Forum Moderators: phranque
The U.S. Library of Congress and UNESCO will cooperate to develop a digital library of works from around the world, the United Nations Educational, Scientific and Cultural Organization said on Wednesday."The World Digital Library initiative will digitize unique and rare materials from libraries and other cultural institutions around the world and make them available free of charge on the Internet," Paris-based UNESCO said in a statement.
The project, backed by Internet giant Google, was launched by the Library of Congress in 2005, with the aim of digitising records of the great cultures of the world.
U.S. and U.N. Cooperate on Global Digital Library [uk.reuters.com]

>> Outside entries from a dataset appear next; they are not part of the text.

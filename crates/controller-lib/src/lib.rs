//! Utility-driven self-adaptation for microservices
//!
//! This crate provides:
//! - Utility and trigger analysis of per-service metrics
//! - Load scenario detection (EMA, variance, concurrency)
//! - Discrete and incremental reconfiguration planning
//! - The control loop, metric sources, executors and persistence
//! - Health checks and observability

pub mod analyzer;
pub mod controller;
pub mod error;
pub mod executor;
pub mod health;
pub mod models;
pub mod observability;
pub mod planner;
pub mod policy;
pub mod scenario;
pub mod source;
pub mod store;

pub use analyzer::{Analyzer, Evaluation};
pub use controller::{
    ControlLoop, ControlLoopBuilder, Controller, Outcome, ServiceOutcome, SharedConfigurations,
    TickReport,
};
pub use error::{ControllerError, ControllerResult};
pub use executor::{CommandExecutor, DryRunExecutor, Executor};
pub use health::{
    ComponentHealth, ComponentStatus, HealthRegistry, HealthResponse, ReadinessResponse,
    TickSummary,
};
pub use models::*;
pub use observability::{ControllerMetrics, StructuredLogger};
pub use planner::{build_planner, Plan, Planner};
pub use policy::{PolicyConfig, ScenarioMode};
pub use scenario::ScenarioDetector;
pub use source::{MetricCatalog, MetricSource, SnapshotAssembler};
pub use store::ConfigurationStore;
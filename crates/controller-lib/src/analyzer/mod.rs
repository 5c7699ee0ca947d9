//! Utility and trigger model
//!
//! Turns a service's metric vector into a utility score and a trigger
//! decision. Evaluation never fails: missing readings are zero.

mod preference;
mod trigger;
mod utility;

pub use preference::{
    linear_preference, step_preference, CostPreference, DimensionPreference, Direction,
    PreferenceShape,
};
pub use trigger::TriggerThresholds;
pub use utility::{PreferenceSet, UtilityBreakdown, UtilityModel, UtilityWeights};

use crate::models::{AdaptationTrigger, CostCategory, MetricVector};
use crate::policy::PolicyConfig;

/// Outcome of analyzing one service at one tick
#[derive(Debug, Clone, Copy, PartialEq)]
pub struct Evaluation {
    /// Utility of the current operating point
    pub utility: f64,
    pub trigger: AdaptationTrigger,
}

/// Scores operating points and decides whether to adapt
#[derive(Debug, Clone, Default)]
pub struct Analyzer {
    model: UtilityModel,
    thresholds: TriggerThresholds,
}

impl Analyzer {
    pub fn new(model: UtilityModel, thresholds: TriggerThresholds) -> Self {
        Self { model, thresholds }
    }

    pub fn from_policy(policy: &PolicyConfig) -> Self {
        Self::new(
            UtilityModel::new(policy.weights, policy.preferences.clone()),
            policy.trigger,
        )
    }

    pub fn model(&self) -> &UtilityModel {
        &self.model
    }

    pub fn thresholds(&self) -> &TriggerThresholds {
        &self.thresholds
    }

    /// Utility of an operating point under a remediation cost class
    pub fn calculate_utility(&self, metrics: &MetricVector, cost: CostCategory) -> f64 {
        self.model.calculate_utility(metrics, cost)
    }

    pub fn trigger(&self, metrics: &MetricVector) -> AdaptationTrigger {
        self.thresholds.evaluate(metrics)
    }

    pub fn evaluate(&self, metrics: &MetricVector) -> Evaluation {
        Evaluation {
            utility: self.calculate_utility(metrics, CostCategory::None),
            trigger: self.trigger(metrics),
        }
    }
}
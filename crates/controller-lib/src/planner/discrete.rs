//! Candidate enumeration strategy
//!
//! Projects the metric vector through each candidate action, scores the
//! projection with the utility model and keeps the best one. Ties go to the
//! candidate enumerated first.

use super::{CandidateAction, Plan, Planner, PlannerConfig, Proposal};
use crate::analyzer::Analyzer;
use crate::models::{AdaptationTrigger, Configuration, MetricVector};
use tracing::debug;

pub struct DiscretePlanner {
    analyzer: Analyzer,
    config: PlannerConfig,
}

impl DiscretePlanner {
    pub fn new(analyzer: Analyzer, config: PlannerConfig) -> Self {
        Self { analyzer, config }
    }

    fn candidates(&self, trigger: AdaptationTrigger) -> &[CandidateAction] {
        match trigger {
            AdaptationTrigger::NeedsIncrease => &self.config.increase_candidates,
            AdaptationTrigger::NeedsDecrease => &self.config.decrease_candidates,
            AdaptationTrigger::NoAction => &[],
        }
    }
}

impl Planner for DiscretePlanner {
    fn name(&self) -> &'static str {
        "discrete"
    }

    fn generate(
        &self,
        service: &str,
        trigger: AdaptationTrigger,
        metrics: &MetricVector,
        current: &Configuration,
    ) -> Plan {
        let mut best: Option<Proposal> = None;
        for proposal in self.alternatives(service, trigger, metrics, current) {
            let score = proposal.predicted_utility.unwrap_or(f64::NEG_INFINITY);
            let better = match &best {
                None => true,
                Some(b) => score > b.predicted_utility.unwrap_or(f64::NEG_INFINITY),
            };
            if better {
                best = Some(proposal);
            }
        }

        match best {
            Some(proposal) => Plan::Change(proposal),
            None => Plan::NoChange,
        }
    }

    fn alternatives(
        &self,
        service: &str,
        trigger: AdaptationTrigger,
        metrics: &MetricVector,
        current: &Configuration,
    ) -> Vec<Proposal> {
        self.candidates(trigger)
            .iter()
            .filter_map(|candidate| {
                let action = candidate.action;
                let configuration = action.apply_to(current, &self.config.steps);
                if !self.config.bounds.admits(&configuration) {
                    debug!(
                        service = %service,
                        action = action.as_str(),
                        "Candidate rejected by resource bounds"
                    );
                    return None;
                }

                let projected = candidate.projection().apply(metrics);
                let utility = self.analyzer.calculate_utility(&projected, action.cost());
                debug!(
                    service = %service,
                    action = action.as_str(),
                    utility = utility,
                    "Candidate scored"
                );

                Some(Proposal {
                    actions: vec![action],
                    configuration,
                    predicted_utility: Some(utility),
                })
            })
            .collect()
    }
}
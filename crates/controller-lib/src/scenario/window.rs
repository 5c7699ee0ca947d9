//! Bounded history of combined-load samples

use std::collections::VecDeque;

/// Default number of samples kept per service
pub const DEFAULT_WINDOW_CAPACITY: usize = 10;

/// Fixed-capacity ring buffer of combined-load samples.
///
/// Pushing past capacity evicts the oldest sample.
#[derive(Debug, Clone)]
pub struct LoadWindow {
    samples: VecDeque<f64>,
    capacity: usize,
}

impl LoadWindow {
    /// Create a window; a zero capacity is raised to one
    pub fn new(capacity: usize) -> Self {
        let capacity = capacity.max(1);
        Self {
            samples: VecDeque::with_capacity(capacity),
            capacity,
        }
    }

    pub fn push(&mut self, load: f64) {
        while self.samples.len() >= self.capacity {
            self.samples.pop_front();
        }
        self.samples.push_back(load);
    }

    pub fn len(&self) -> usize {
        self.samples.len()
    }

    pub fn is_empty(&self) -> bool {
        self.samples.is_empty()
    }

    pub fn capacity(&self) -> usize {
        self.capacity
    }

    pub fn latest(&self) -> Option<f64> {
        self.samples.back().copied()
    }

    pub fn iter(&self) -> impl Iterator<Item = f64> + '_ {
        self.samples.iter().copied()
    }

    pub fn mean(&self) -> f64 {
        if self.samples.is_empty() {
            return 0.0;
        }
        self.samples.iter().sum::<f64>() / self.samples.len() as f64
    }

    /// Population variance; 0 for an empty window
    pub fn variance(&self) -> f64 {
        if self.samples.is_empty() {
            return 0.0;
        }
        let mean = self.mean();
        self.samples.iter().map(|v| (v - mean).powi(2)).sum::<f64>() / self.samples.len() as f64
    }
}

impl Default for LoadWindow {
    fn default() -> Self {
        Self::new(DEFAULT_WINDOW_CAPACITY)
    }
}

Google books is on its way to becoming the best library in the world in my research area. I don't mean to exaggerate. It's not even close to a truly good library yet, but they are adding books faster than any other library does, so they are catching up quickly.

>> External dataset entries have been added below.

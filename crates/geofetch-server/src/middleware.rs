//! Middleware for the GeoFetch server
//!
//! CORS from configuration and request logging with tracing.

use axum::http::{header, Method};
use std::time::Duration;
use tower_http::{
    cors::{Any, CorsLayer},
    trace::{DefaultMakeSpan, DefaultOnResponse, TraceLayer},
};
use tracing::Level;

use crate::config::CorsConfig;

/// Create CORS layer from configuration
pub fn cors_layer(config: &CorsConfig) -> CorsLayer {
    let mut cors = CorsLayer::new()
        .allow_methods([Method::GET, Method::POST, Method::OPTIONS])
        .allow_headers([header::ACCEPT, header::CONTENT_TYPE])
        .max_age(Duration::from_secs(3600));

    if config.allowed_origins.is_empty() || config.allowed_origins.contains(&"*".to_string()) {
        cors = cors.allow_origin(Any);
    } else {
        let origins: Vec<_> = config
            .allowed_origins
            .iter()
            .filter_map(|origin| origin.parse().ok())
            .collect();
        cors = cors.allow_origin(origins);
    }

    if config.allow_credentials {
        cors = cors.allow_credentials(true);
    }

    cors
}

/// Create tracing/logging layer
pub fn tracing_layer(
) -> TraceLayer<tower_http::classify::SharedClassifier<tower_http::classify::ServerErrorsAsFailures>>
{
    TraceLayer::new_for_http()
        .make_span_with(DefaultMakeSpan::new().level(Level::INFO))
        .on_response(
            DefaultOnResponse::new()
                .level(Level::INFO)
                .latency_unit(tower_http::LatencyUnit::Micros),
        )
}
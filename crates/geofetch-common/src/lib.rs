//! GeoFetch Common Library
//!
//! Shared infrastructure for the GeoFetch workspace.
//!
//! Currently this is the logging layer: every binary in the workspace
//! initializes tracing through [`logging::init_logging`] so log output,
//! format, and filtering are configured the same way everywhere.
//!
//! # Example
//!
//! ```no_run
//! use geofetch_common::logging::{init_logging, LogConfig};
//!
//! fn main() -> anyhow::Result<()> {
//!     let config = LogConfig::from_env()?;
//!     init_logging(&config)?;
//!     tracing::info!("service starting");
//!     Ok(())
//! }
//! ```

pub mod logging;

pub use logging::{init_logging, LogConfig};
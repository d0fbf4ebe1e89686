//! GeoFetch Server Library
//!
//! HTTP service for retrieving RNA-seq study data from NCBI GEO.
//!
//! # Overview
//!
//! One POST endpoint drives a four-step sequence:
//!
//! 1. **Search**: query the GEO DataSets index via E-utilities `esearch`
//! 2. **Detail**: fetch per-study XML metadata via `efetch`
//! 3. **Extract**: pull the embedded `ftp://` transfer location per record
//! 4. **Download**: list and retrieve the study files over FTP into
//!    per-study local subdirectories
//!
//! Every phase is sequential and fail-fast: the first error aborts the
//! remaining work and the request. Already-written files are left in place.
//!
//! # Framework Stack
//!
//! - **Axum**: web framework, routes and handlers
//! - **reqwest**: NCBI E-utilities client with bounded timeouts
//! - **suppaftp**: FTP transfers, driven from the blocking pool
//! - **tracing**: structured logging via `geofetch-common`

pub mod api;
pub mod config;
pub mod destination;
pub mod error;
pub mod extract;
pub mod fetch;
pub mod ftp;
pub mod middleware;
pub mod ncbi;
pub mod sanitize;

// Re-export commonly used types
pub use api::AppState;
pub use error::{AppError, ServerResult};
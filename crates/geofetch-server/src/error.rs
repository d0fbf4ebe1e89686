//! Server-specific error types
//!
//! One `AppError` covers the whole request pipeline. Client-visible messages
//! are deliberately generic; the underlying cause is logged server-side when
//! the error is converted into a response.

use axum::{
    http::StatusCode,
    response::{IntoResponse, Response},
    Json,
};
use thiserror::Error;

use crate::api::response::{ErrorResponse, MessageResponse, ERR_TRANSFER, ERR_UNEXPECTED, ERR_UPSTREAM, MSG_NO_DATA};

/// Result type alias for server operations
pub type ServerResult<T> = std::result::Result<T, AppError>;

/// Application error types
#[derive(Error, Debug)]
pub enum AppError {
    #[error("Validation error: {0}")]
    Validation(String),

    #[error("No records matched the query")]
    NoRecords,

    #[error("NCBI request failed: {0}")]
    Upstream(#[from] reqwest::Error),

    #[error("File transfer failed: {0}")]
    Transfer(#[from] crate::ftp::TransferError),

    #[error("IO error: {0}")]
    Io(#[from] std::io::Error),

    #[error("Internal server error: {0}")]
    Internal(String),
}

impl IntoResponse for AppError {
    fn into_response(self) -> Response {
        match self {
            AppError::Validation(message) => (
                StatusCode::BAD_REQUEST,
                Json(ErrorResponse::new(message)),
            )
                .into_response(),
            AppError::NoRecords => (
                StatusCode::NOT_FOUND,
                Json(MessageResponse::new(MSG_NO_DATA)),
            )
                .into_response(),
            AppError::Upstream(ref e) => {
                tracing::error!("Error fetching data from NCBI: {:?}", e);
                (
                    StatusCode::INTERNAL_SERVER_ERROR,
                    Json(ErrorResponse::new(ERR_UPSTREAM)),
                )
                    .into_response()
            },
            AppError::Transfer(ref e) => {
                tracing::error!("Error connecting to FTP: {:?}", e);
                (
                    StatusCode::INTERNAL_SERVER_ERROR,
                    Json(ErrorResponse::new(ERR_TRANSFER)),
                )
                    .into_response()
            },
            AppError::Io(ref e) => {
                tracing::error!("Unexpected IO error: {:?}", e);
                (
                    StatusCode::INTERNAL_SERVER_ERROR,
                    Json(ErrorResponse::new(ERR_UNEXPECTED)),
                )
                    .into_response()
            },
            AppError::Internal(ref message) => {
                tracing::error!("Unexpected error: {}", message);
                (
                    StatusCode::INTERNAL_SERVER_ERROR,
                    Json(ErrorResponse::new(ERR_UNEXPECTED)),
                )
                    .into_response()
            },
        }
    }
}
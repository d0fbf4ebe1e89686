//! HTTP surface
//!
//! Two routes: the fetch operation and a health check. The router is built
//! from an [`AppState`] so integration tests can point the service at mock
//! NCBI endpoints and a temporary base directory.

pub mod response;

use axum::{response::IntoResponse, routing::get, Json, Router};
use std::sync::Arc;
use tower_http::compression::CompressionLayer;

use crate::config::Config;
use crate::fetch;
use crate::middleware;
use crate::ncbi::NcbiClient;
use response::HealthResponse;

/// Application state shared across handlers
///
/// Built once at startup from the loaded configuration; handlers never read
/// process-wide state.
#[derive(Clone)]
pub struct AppState {
    pub config: Arc<Config>,
    pub ncbi: NcbiClient,
}

impl AppState {
    pub fn new(config: Config) -> anyhow::Result<Self> {
        let ncbi = NcbiClient::new(config.ncbi.clone())?;
        Ok(Self {
            config: Arc::new(config),
            ncbi,
        })
    }
}

/// Create the application router with all routes and middleware
pub fn router(state: AppState) -> Router {
    let cors = middleware::cors_layer(&state.config.cors);

    Router::new()
        .route("/health", get(health_check))
        .merge(fetch::routes::fetch_routes())
        .with_state(state)
        // Apply layers from innermost to outermost
        .layer(CompressionLayer::new())
        .layer(middleware::tracing_layer())
        .layer(cors)
}

/// Health check handler: static status, no side effects
async fn health_check() -> impl IntoResponse {
    Json(HealthResponse::running())
}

I don't know what the timeframe is, but it seems like they are now up and running at top speed scanning all the public domain books at Harvard, Stanford, Michigan and other top research libraries. In some ways, it's even better, since most of these books are not indexed, but Google is using OCR to create indexable searchable text. I sometimes use Google books to search for references in books that are three steps away on my shelf!

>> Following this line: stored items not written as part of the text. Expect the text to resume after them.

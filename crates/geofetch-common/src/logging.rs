//! Logging configuration and initialization
//!
//! Centralized tracing setup for all GeoFetch components. Supports console
//! and daily-rotated file output, text or JSON formatting, and env-based
//! configuration.
//!
//! Use the structured logging macros (`trace!`, `debug!`, `info!`, `warn!`,
//! `error!`) everywhere; `println!` and `eprintln!` are off limits outside
//! of tests.

use anyhow::{Context, Result};
use serde::{Deserialize, Serialize};
use std::path::PathBuf;
use tracing::Level;
use tracing_subscriber::{
    fmt::{self, format::FmtSpan},
    layer::{Layer as _, SubscriberExt},
    util::SubscriberInitExt,
    EnvFilter,
};

/// Minimum level for emitted log events
#[derive(Debug, Clone, Copy, PartialEq, Eq, Serialize, Deserialize, Default)]
#[serde(rename_all = "lowercase")]
pub enum LogLevel {
    Trace,
    Debug,
    #[default]
    Info,
    Warn,
    Error,
}

impl LogLevel {
    pub fn to_tracing_level(self) -> Level {
        match self {
            LogLevel::Trace => Level::TRACE,
            LogLevel::Debug => Level::DEBUG,
            LogLevel::Info => Level::INFO,
            LogLevel::Warn => Level::WARN,
            LogLevel::Error => Level::ERROR,
        }
    }
}

impl std::str::FromStr for LogLevel {
    type Err = anyhow::Error;

    fn from_str(s: &str) -> std::result::Result<Self, Self::Err> {
        match s.to_lowercase().as_str() {
            "trace" => Ok(LogLevel::Trace),
            "debug" => Ok(LogLevel::Debug),
            "info" => Ok(LogLevel::Info),
            "warn" | "warning" => Ok(LogLevel::Warn),
            "error" => Ok(LogLevel::Error),
            _ => Err(anyhow::anyhow!("Invalid log level: {}", s)),
        }
    }
}

/// Where log output goes
#[derive(Debug, Clone, Copy, PartialEq, Eq, Serialize, Deserialize, Default)]
#[serde(rename_all = "lowercase")]
pub enum LogOutput {
    #[default]
    Console,
    File,
    Both,
}

impl std::str::FromStr for LogOutput {
    type Err = anyhow::Error;

    fn from_str(s: &str) -> std::result::Result<Self, Self::Err> {
        match s.to_lowercase().as_str() {
            "console" | "stdout" => Ok(LogOutput::Console),
            "file" => Ok(LogOutput::File),
            "both" | "all" => Ok(LogOutput::Both),
            _ => Err(anyhow::anyhow!("Invalid log output: {}", s)),
        }
    }
}

/// Log event formatting
#[derive(Debug, Clone, Copy, PartialEq, Eq, Serialize, Deserialize, Default)]
#[serde(rename_all = "lowercase")]
pub enum LogFormat {
    #[default]
    Text,
    Json,
}

impl std::str::FromStr for LogFormat {
    type Err = anyhow::Error;

    fn from_str(s: &str) -> std::result::Result<Self, Self::Err> {
        match s.to_lowercase().as_str() {
            "text" | "pretty" => Ok(LogFormat::Text),
            "json" => Ok(LogFormat::Json),
            _ => Err(anyhow::anyhow!("Invalid log format: {}", s)),
        }
    }
}

/// Logging configuration
#[derive(Debug, Clone, Serialize, Deserialize)]
pub struct LogConfig {
    /// Minimum log level to emit
    pub level: LogLevel,

    /// Output target (console, file, or both)
    pub output: LogOutput,

    /// Event format (text or JSON)
    pub format: LogFormat,

    /// Directory for log files (only used when output includes file)
    pub log_dir: PathBuf,

    /// File name prefix, e.g. "geofetch-server" -> "geofetch-server.2026-08-26.log"
    pub log_file_prefix: String,

    /// Extra filter directives, e.g. "hyper=warn,tower_http=debug"
    pub filter_directives: Option<String>,
}

impl Default for LogConfig {
    fn default() -> Self {
        Self {
            level: LogLevel::Info,
            output: LogOutput::Console,
            format: LogFormat::Text,
            log_dir: PathBuf::from("./logs"),
            log_file_prefix: "geofetch".to_string(),
            filter_directives: None,
        }
    }
}

impl LogConfig {
    /// Load configuration from environment variables
    ///
    /// Recognized variables: `LOG_LEVEL`, `LOG_OUTPUT`, `LOG_FORMAT`,
    /// `LOG_DIR`, `LOG_FILE_PREFIX`, `LOG_FILTER`.
    pub fn from_env() -> Result<Self> {
        let mut config = Self::default();

        if let Ok(level) = std::env::var("LOG_LEVEL") {
            config.level = level.parse()?;
        }
        if let Ok(output) = std::env::var("LOG_OUTPUT") {
            config.output = output.parse()?;
        }
        if let Ok(format) = std::env::var("LOG_FORMAT") {
            config.format = format.parse()?;
        }
        if let Ok(dir) = std::env::var("LOG_DIR") {
            config.log_dir = PathBuf::from(dir);
        }
        if let Ok(prefix) = std::env::var("LOG_FILE_PREFIX") {
            config.log_file_prefix = prefix;
        }
        if let Ok(filter) = std::env::var("LOG_FILTER") {
            config.filter_directives = Some(filter);
        }

        Ok(config)
    }

    /// Override the file prefix, keeping everything else
    pub fn with_file_prefix(mut self, prefix: impl Into<String>) -> Self {
        self.log_file_prefix = prefix.into();
        self
    }

    /// Override the filter directives, keeping everything else
    pub fn with_filter(mut self, filter: impl Into<String>) -> Self {
        self.filter_directives = Some(filter.into());
        self
    }
}

/// Initialize the global tracing subscriber
///
/// Must be called exactly once at process startup.
pub fn init_logging(config: &LogConfig) -> Result<()> {
    let mut filter =
        EnvFilter::from_default_env().add_directive(config.level.to_tracing_level().into());

    if let Some(ref directives) = config.filter_directives {
        for directive in directives.split(',') {
            filter = filter.add_directive(
                directive
                    .parse()
                    .context("Failed to parse filter directive")?,
            );
        }
    }

    let console = matches!(config.output, LogOutput::Console | LogOutput::Both);
    let file = matches!(config.output, LogOutput::File | LogOutput::Both);

    let console_layer = console.then(|| {
        fmt::layer()
            .with_writer(std::io::stdout)
            .with_span_events(FmtSpan::CLOSE)
    });

    let file_layer = if file {
        std::fs::create_dir_all(&config.log_dir).context("Failed to create log directory")?;
        let appender = tracing_appender::rolling::daily(&config.log_dir, &config.log_file_prefix);
        let (non_blocking, guard) = tracing_appender::non_blocking(appender);
        // The guard flushes buffered log lines on drop; keep it alive for
        // the whole process lifetime.
        std::mem::forget(guard);
        Some(
            fmt::layer()
                .with_writer(non_blocking)
                .with_span_events(FmtSpan::CLOSE)
                .with_ansi(false),
        )
    } else {
        None
    };

    match config.format {
        LogFormat::Text => {
            tracing_subscriber::registry()
                .with(filter)
                .with(console_layer.map(|l| l.boxed()))
                .with(file_layer.map(|l| l.boxed()))
                .try_init()?;
        },
        LogFormat::Json => {
            tracing_subscriber::registry()
                .with(filter)
                .with(console_layer.map(|l| l.json().boxed()))
                .with(file_layer.map(|l| l.json().boxed()))
                .try_init()?;
        },
    }

    Ok(())
}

They also scan non-public domain books and make them roughly searchable (OCR is of course not very good still) and when the copyright expires on these, they will end up in the full-text index automatically I assume. That may not excite you if you're in the sciences, but as a historian, that is absolutely huge.
Make no mistake, if this project continues at its current pace, in another ten or twenty years it will have radically transformed the way we think of research libraries.